[[ THE RECORDS, beginning ]]

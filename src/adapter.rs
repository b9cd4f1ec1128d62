//! Stateful adapter between upstream calendar providers and the engine
//!
//! Fetches prayer times and fasting periods through the injected providers,
//! caches them, bounds every fetch with a timeout and turns upstream failures
//! into neutral results flagged with a [`Degradation`]. The engine itself stays
//! synchronous and stateless.

use crate::cache::{CacheConfig, CalendarCache, PrayerKey};
use crate::engine::{MedicationAnalysis, SchedulingEngine};
use crate::error::{DoseWiseError, ErrorSeverity, UpstreamError};
use crate::models::{
    CalculationMethod, FastingPeriod, FestivalEvent, Location, MedicationScheduleEntry, PrayerTimes,
    SchedulingWindow,
};
use crate::providers::{FestivalProvider, PrayerTimeProvider};
use chrono::NaiveDate;
use serde::{Deserialize, Serialize};
use std::future::Future;
use std::sync::Arc;
use std::time::Duration;
use tracing::{error, info, warn};

/// Adapter configuration
#[derive(Debug, Clone, PartialEq, Serialize, Deserialize)]
pub struct AdapterConfig {
    /// Upper bound for a single upstream fetch (default: 5000ms)
    pub fetch_timeout_ms: u64,

    #[serde(default)]
    pub cache: CacheConfig,
}

impl Default for AdapterConfig {
    fn default() -> Self {
        AdapterConfig {
            fetch_timeout_ms: 5000,
            cache: CacheConfig::default(),
        }
    }
}

/// Which upstream input was replaced by a neutral value
#[derive(Debug, Clone, PartialEq, Eq, Serialize, Deserialize)]
#[serde(tag = "kind", rename_all = "snake_case")]
pub enum Degradation {
    /// No windows and no conflicts were computed
    PrayerTimesUnavailable { reason: String },
    /// Dose times left unchanged and phase reported inactive
    FastingCalendarUnavailable { reason: String },
    /// Upcoming festival list replaced by an empty list
    FestivalListUnavailable { reason: String },
}

/// A value that may have been substituted after an upstream failure
#[derive(Debug, Clone, PartialEq)]
pub struct Fetched<T> {
    pub value: T,
    pub degradation: Option<Degradation>,
}

/// Which day and place to evaluate
#[derive(Debug, Clone, PartialEq, Serialize, Deserialize)]
pub struct DayRequest {
    pub location: Location,
    pub date: NaiveDate,
    #[serde(default)]
    pub method: CalculationMethod,
}

/// Engine output for a set of medications on one day
#[derive(Debug, Clone, PartialEq, Serialize, Deserialize)]
pub struct DayEvaluation {
    pub date: NaiveDate,
    pub windows: Vec<SchedulingWindow>,
    pub fasting_period: Option<FastingPeriod>,
    pub analyses: Vec<MedicationAnalysis>,
    pub degradations: Vec<Degradation>,
}

impl DayEvaluation {
    pub fn is_degraded(&self) -> bool {
        !self.degradations.is_empty()
    }
}

/// Caching, timeout-bounded front for the scheduling engine
pub struct SchedulingAdapter {
    engine: Arc<SchedulingEngine>,
    prayer_provider: Arc<dyn PrayerTimeProvider>,
    festival_provider: Arc<dyn FestivalProvider>,
    cache: CalendarCache,
    config: AdapterConfig,
}

impl SchedulingAdapter {
    pub fn new(
        engine: Arc<SchedulingEngine>,
        prayer_provider: Arc<dyn PrayerTimeProvider>,
        festival_provider: Arc<dyn FestivalProvider>,
        cache: CalendarCache,
        config: AdapterConfig,
    ) -> Self {
        Self {
            engine,
            prayer_provider,
            festival_provider,
            cache,
            config,
        }
    }

    pub fn cache(&self) -> &CalendarCache {
        &self.cache
    }

    pub fn engine(&self) -> &SchedulingEngine {
        &self.engine
    }

    /// Prayer times for a day, fetched at most once per key while cached.
    ///
    /// Times that are not chronological are rejected as invalid upstream data.
    pub async fn prayer_times(
        &self,
        location: &Location,
        date: NaiveDate,
        method: CalculationMethod,
    ) -> Result<Arc<PrayerTimes>, UpstreamError> {
        let key = PrayerKey::new(location, date, method);
        let provider = Arc::clone(&self.prayer_provider);
        let location = location.clone();
        let timeout_ms = self.config.fetch_timeout_ms;

        self.cache
            .prayer_times_or_fetch(key, async move {
                let source_name = provider.name().to_string();
                let times = with_timeout(
                    source_name.clone(),
                    timeout_ms,
                    provider.calculate(&location, date, method),
                )
                .await?;
                times.validate().map_err(|err| UpstreamError::InvalidData {
                    source_name,
                    reason: err.to_string(),
                })?;
                Ok(times)
            })
            .await
    }

    /// Fasting period active on `date`, fetched at most once per date while cached
    pub async fn fasting_period(&self, date: NaiveDate) -> Result<Option<FastingPeriod>, UpstreamError> {
        let provider = Arc::clone(&self.festival_provider);
        let timeout_ms = self.config.fetch_timeout_ms;

        self.cache
            .fasting_or_fetch(date, async move {
                let source_name = provider.name().to_string();
                with_timeout(source_name, timeout_ms, provider.active_fasting_period(date)).await
            })
            .await
    }

    /// Upcoming festivals; not cached, empty list on failure
    pub async fn upcoming_festivals(&self, from: NaiveDate, days_ahead: u32) -> Fetched<Vec<FestivalEvent>> {
        let source_name = self.festival_provider.name().to_string();
        let result = with_timeout(
            source_name,
            self.config.fetch_timeout_ms,
            self.festival_provider.upcoming(from, days_ahead),
        )
        .await;

        match result {
            Ok(events) => Fetched {
                value: events,
                degradation: None,
            },
            Err(err) => Fetched {
                value: Vec::new(),
                degradation: Some(Degradation::FestivalListUnavailable {
                    reason: report_upstream(err, from, "Festival list"),
                }),
            },
        }
    }

    /// Evaluate validated medications for one day.
    ///
    /// Without prayer times the day has no windows and no conflicts. Without
    /// the fasting calendar the day is treated as non-fasting, so dose times
    /// stay unchanged and the phase is inactive.
    pub async fn evaluate(&self, entries: &[MedicationScheduleEntry], request: &DayRequest) -> DayEvaluation {
        let (prayer_result, fasting_result) = tokio::join!(
            self.prayer_times(&request.location, request.date, request.method),
            self.fasting_period(request.date),
        );

        let mut degradations = Vec::new();

        let prayer_times = match prayer_result {
            Ok(times) => Some(times),
            Err(err) => {
                degradations.push(Degradation::PrayerTimesUnavailable {
                    reason: report_upstream(err, request.date, "Prayer times"),
                });
                None
            }
        };

        let fasting_period = match fasting_result {
            Ok(period) => period,
            Err(err) => {
                degradations.push(Degradation::FastingCalendarUnavailable {
                    reason: report_upstream(err, request.date, "Fasting calendar"),
                });
                None
            }
        };

        let buffer_minutes = self.engine.config().buffer_minutes;
        let windows = prayer_times
            .as_deref()
            .map(|times| self.engine.resolve_windows(times, buffer_minutes))
            .unwrap_or_default();

        let analyses = entries
            .iter()
            .map(|entry| {
                let mut analysis = self.engine.analyze(
                    entry,
                    prayer_times.as_deref(),
                    fasting_period.as_ref(),
                    request.date,
                );
                if prayer_times.is_none() {
                    analysis.conflicts.clear();
                }
                analysis
            })
            .collect();

        info!(
            date = %request.date,
            medications = entries.len(),
            windows = windows.len(),
            fasting = fasting_period.is_some(),
            degraded = !degradations.is_empty(),
            "Evaluated medication schedules"
        );

        DayEvaluation {
            date: request.date,
            windows,
            fasting_period,
            analyses,
            degradations,
        }
    }
}

/// Log an upstream failure at its severity and return the user-facing notice
fn report_upstream(err: UpstreamError, date: NaiveDate, what: &str) -> String {
    let err = DoseWiseError::from(err);
    match err.severity() {
        ErrorSeverity::Warning => warn!(
            %date,
            error = %err,
            retryable = err.is_retryable(),
            "{} failed, using neutral result",
            what
        ),
        ErrorSeverity::Error | ErrorSeverity::Critical => error!(
            %date,
            error = %err,
            retryable = err.is_retryable(),
            "{} failed, using neutral result",
            what
        ),
    }
    err.user_message()
}

async fn with_timeout<T, F>(source_name: String, timeout_ms: u64, fetch: F) -> Result<T, UpstreamError>
where
    F: Future<Output = Result<T, UpstreamError>>,
{
    match tokio::time::timeout(Duration::from_millis(timeout_ms), fetch).await {
        Ok(result) => result,
        Err(_) => Err(UpstreamError::Timeout {
            source_name,
            after_ms: timeout_ms,
        }),
    }
}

[[ THE RECORDS, end ]]

TASK GOAL >>
The line with "NaiveDate, what: &str)" and all the lines after it in the records above are to be output exactly, with nothing added.

SOLUTION >>
fn report_upstream(err: UpstreamError, date: NaiveDate, what: &str) -> String {
    let err = DoseWiseError::from(err);
    match err.severity() {
        ErrorSeverity::Warning => warn!(
            %date,
            error = %err,
            retryable = err.is_retryable(),
            "{} failed, using neutral result",
            what
        ),
        ErrorSeverity::Error | ErrorSeverity::Critical => error!(
            %date,
            error = %err,
            retryable = err.is_retryable(),
            "{} failed, using neutral result",
            what
        ),
    }
    err.user_message()
}

async fn with_timeout<T, F>(source_name: String, timeout_ms: u64, fetch: F) -> Result<T, UpstreamError>
where
    F: Future<Output = Result<T, UpstreamError>>,
{
    match tokio::time::timeout(Duration::from_millis(timeout_ms), fetch).await {
        Ok(result) => result,
        Err(_) => Err(UpstreamError::Timeout {
            source_name,
            after_ms: timeout_ms,
        }),
    }
}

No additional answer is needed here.